Menageries
SOMERS, NY: THE MENAGERIES AND THE EARLY AMERICAN CIRCUS
In 1804 Hachaliah Bailey, an enterprising farmer and cattle merchant from Somers,
acquired an Asian elephant he named Old Bet, which he exhibited throughout the
northeast.  His success in this venture attracted numerous partners and rivals from local
families, who joined in the occupation of importing and exhibiting exotic animals.  The
resulting thriving menagerie business paralleled the development of the circus in
America, which in its earliest incarnations consisted of trick equestrian riders, clowns
and rope walkers.  By the 1830's the two forms of popular entertainment merged to
become the uniquely American circus.

The majority of early 19th century circus proprietors as well as many performers came
from Somers and neighboring towns in northern Westchester, Putnam and Dutchess
Benjamin Brown - an early partner of Hachliah's, imported the first giraffes to
America, and later married the daughter of the Royal Keeper of the Menagerie and lived
in the Tower of London.

Charles Wright - believed to be the first performer to enter a lion's cage.

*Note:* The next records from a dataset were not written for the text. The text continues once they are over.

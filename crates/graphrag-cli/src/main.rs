//! GraphRAG CLI

#![warn(clippy::all)]
#![forbid(unsafe_code)]

use anyhow::Result;
use clap::Parser;
use graphrag_cli::Cli;
use tracing_subscriber::EnvFilter;

#[tokio::main]
async fn main() -> Result<()> {
    let cli = Cli::parse();

    let default_level = if cli.verbose { "debug" } else { "info" };
    let filter = EnvFilter::try_from_default_env().unwrap_or_else(|_| EnvFilter::new(default_level));
    tracing_subscriber::fmt()
        .with_env_filter(filter)
        .with_writer(std::io::stderr)
        .init();

    tracing::debug!(command = ?cli.command, config = ?cli.config, "Starting graphrag");
    graphrag_cli::run(cli).await?;
    Ok(())
}
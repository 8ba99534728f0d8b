//! Graph-backed retrieval query engine.
//!
//! This crate defines the engine contract and its reference backend:
//!
//! - [`GraphQueryEngine`]: `init_db`, `add_records`, `query`
//! - [`QueryResult`] / [`Evidence`]: what a query returns
//! - [`QueryOptions`]: typed view of the open option map
//! - [`Record`]: input to `add_records`
//! - [`GraphRagEngine`]: petgraph-backed implementation over any
//!   [`GraphStore`](graphrag_graph::GraphStore)
//!
//! Question translation and answer composition sit behind the
//! [`QueryTranslator`] and [`AnswerComposer`] traits.
//!
//! # Example
//!
//! ```rust,ignore
//! use graphrag_graph::FileStore;
//! use graphrag_query::{GraphQueryEngine, GraphRagEngine};
//!
//! let engine = GraphRagEngine::new(Arc::new(FileStore::new("graph.json")));
//! engine.init_db(Some(&documents)).await?;
//!
//! let options = serde_json::json!({"max_hops": 2}).as_object().cloned().unwrap();
//! let result = engine.query("Who worked with Babbage?", 5, &options).await?;
//! for item in result.results() {
//!     println!("{:.3} {}", item.score(), item.key());
//! }
//! ```

pub mod answer;
pub mod backend;
pub mod config;
pub mod engine;
pub mod error;
pub mod options;
pub mod record;
pub mod result;
pub mod retrieve;
pub mod translate;

// Re-exports
pub use answer::{AnswerComposer, TemplateComposer};
pub use backend::{GraphRagEngine, IndexedGraph};
pub use config::EngineConfig;
pub use engine::GraphQueryEngine;
pub use error::{Error, Result};
pub use options::{AnswerMode, QueryOptions};
pub use record::{EdgeRecord, NodeRecord, Record};
pub use result::{Evidence, QueryResult};
pub use translate::{GraphQuery, KeywordTranslator, QueryTranslator};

Benjamin Lent - an early partner of Hachaliah Bailey's in ownership of exotic animals.

Lewis Lent - son of Benjamin.  Became the proprietor of the New York Circus, based in
New York City on 14th Street.

J. Purdy Brown - the first man to erect a canvas structure in which to perform.  It
revolutionized the circus tradition.

The Elephant Hotel, built by Hachaliah Bailey in 1825, and the statue of an elephant in
front, serve as the symbolic center of early menagerie and circus in America.  In 1835,
the Elephant Hotel hosted the first meeting of the Zoological Institute, an organization
of over 100 menagerie and circus proprietors, which maintained a building at 37
Bowery in New York City.

Hachaliah Bailey served as a role model to young P.T. Barnum, who tells a tale of their
meeting in his 1855 autobiography
The Life of P.T. Barnum.  Over 40 years later,
Mr. Barnum would team up with James Bailey, an adopted son of a distant relative of
Hachaliah's, to form the circus which continues to bear his name.  Today Somers is
recognized as the Cradle of the American Circus.  The Somers Historical Society and the
Museum of the Early American Circus, occupy the third floor of the Elephant Hotel.